As social media mourns the murder of yet another young woman, Olivia Petter examines how the responses illustrate just how pervasive our victim blaming culture has become
She was just going for a run: a simple phrase with tragic connotations. 水曜日に 12 1月, 23-year-old school teacher Ashling Murphy was violently killed while jogging along a canal at 4pm in County Offaly, アイルランド. 彼女の murderer has not yet been found.
It’s a horrendous start to the year, one that serves as a brutal reminder that violence against women is a public emergency that shows no signs of abating.
As has become routine, many people have responded to Murphy’s death on ソーシャルメディア. Some have focused on the fact that Murphy was attacked on a walkway named “Fiona’s Way” after Fiona Pender, an Irish woman who was heavily pregnant when she went missing in 1996.
Others have left touching tributes, honouring Murphy’s commitment to teaching and her exceptional musical talents. The majority, でも, have posted that aforementioned phrase, reminding us of the sheer injustice that a woman was not safe going for a run in broad daylight.
It’s a powerful sentiment, はい, but one that might actually do more harm than good, illustrating just how far we have to go if we’re to eradicate violence against women.
に 2021, it’s been estimated that at least 138 女性 were killed by men in the UK. The reality, その後, is that we already know that women are not safe going for a run, daytime or otherwise. Just as we know that we are not safe walking home (サラ・エバラード), going to the pub (サビーナイン), or even being at home with a partner (Ranjit Gill).

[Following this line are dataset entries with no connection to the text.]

#[macro_use]
mod utils;
mod cloudconfig;
mod cluster;
mod config;
mod crd;
mod errors;
mod labels_and_annotations;
mod logging;
mod server;

use clap::Parser;
use kube::Client;
use tracing::info;

use crate::config::{Args, OperatorConfig};
use crate::errors::Error;
use crate::utils::strings::get_version_string;

const OPERATOR_NAME: &str = "kvm-operator";
const GROUP_NAME: &str = "provider.giantswarm.io";

#[tokio::main]
async fn main() -> Result<(), Error> {
    let args = Args::parse();

    if args.version {
        println!("{} {}", env!("CARGO_PKG_VERSION"), get_version_string());
        return Ok(());
    }
    if args.crd {
        print!("{}", crd::kvmconfig::crd_yaml()?);
        return Ok(());
    }

    let config = OperatorConfig::load(&args)?;
    // Keep the provider alive for the lifetime of the process
    let _tracer_provider = logging::setup_tracing()?;
    info!(
        "Starting {} {} ({})",
        OPERATOR_NAME,
        env!("CARGO_PKG_VERSION"),
        get_version_string()
    );

    let client = Client::try_default().await?;
    crd::kvmconfig::create(client.clone()).await?;

    let server_task = tokio::spawn({
        let listen_address = config.listen_address.clone();
        let version_bundle = config.version_bundle.clone();
        async move { server::run(&listen_address, &version_bundle).await }
    });
    let controller_task = tokio::spawn(cluster::run(client, config));

    tokio::try_join!(
        async {
            server_task
                .await
                .map_err(|e| Error::UnexpectedExit(e.to_string()))?
        },
        async {
            controller_task
                .await
                .map_err(|e| Error::UnexpectedExit(e.to_string()))?
        },
    )?;

    Err(Error::UnexpectedExit(String::from(
        "kvm-operator tasks should not exit",
    )))
}
use std::process::Command;
use std::fs;
use regex::Regex;

fn git_output(args: &[&str]) -> String {
    Command::new("git")
        .args(args)
        .output()
        .ok()
        .and_then(|output| String::from_utf8(output.stdout).ok())
        .map(|output| output.trim().to_string())
        .filter(|output| !output.is_empty())
        .unwrap_or_else(|| "undetermined".into())
}

fn main() {
    let git_hash = git_output(&["rev-parse", "HEAD"]);
    let git_count = git_output(&["rev-list", "--count", "HEAD"]);

    println!("cargo:rustc-env=GIT_HASH={}", git_hash);
    println!("cargo:rustc-env=GIT_COUNT={}", git_count);
    println!("cargo:rerun-if-changed=.git/HEAD");
    println!("cargo:rerun-if-changed=templates");

    if let Ok(head) = fs::read_to_string(".git/HEAD") {
        let re = Regex::new(r"ref: (.*)").expect("valid regex");
        if let Some(captures) = re.captures(&head) {
            println!("cargo:rerun-if-changed=.git/{}",
                     captures.get(1).map_or("", |m| m.as_str()));
        }
    }
}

木曜日に, the activist and author Laura Bates called on people to stop sharing the phrase “she was just going for a run” on social media altogether. “I know it comes from a place of grief and rage,” she explained in an Instagram post. “But it doesn’t matter what they were doing. When we say ‘she was just doing this’ or ‘she was just doing that’, it suggests that the case wouldn’t have been quite so awful or tragic if she had been doing something else.”
We already know that victim blaming is rife when it comes to any discussion surrounding violence against women. But what we may not realise is just how deeply woven it is into the very fabric of our society – to the point, 実際には, that the same people protesting against victim blaming are also there endorsing it.
What if, as Bates points out, Murphy had been doing something less quotidian before her death? お気に入り, いう, “walking down an alleyway at 2am”? Or “going to meet her married lover”? Or getting drunk and taking drugs? Would that make her death any less unjust, or her killer’s actions any less abominable? もちろん違います. What it would have done, しかしながら, is invited judgment.
By highlighting the fact that Murphy was going for a run when she was killed, we are inadvertently turning her into a palatable victim. One that the general public can get behind and support wholeheartedly. とは異なり, いう, a woman who was doing something perceived to be in any way illicit.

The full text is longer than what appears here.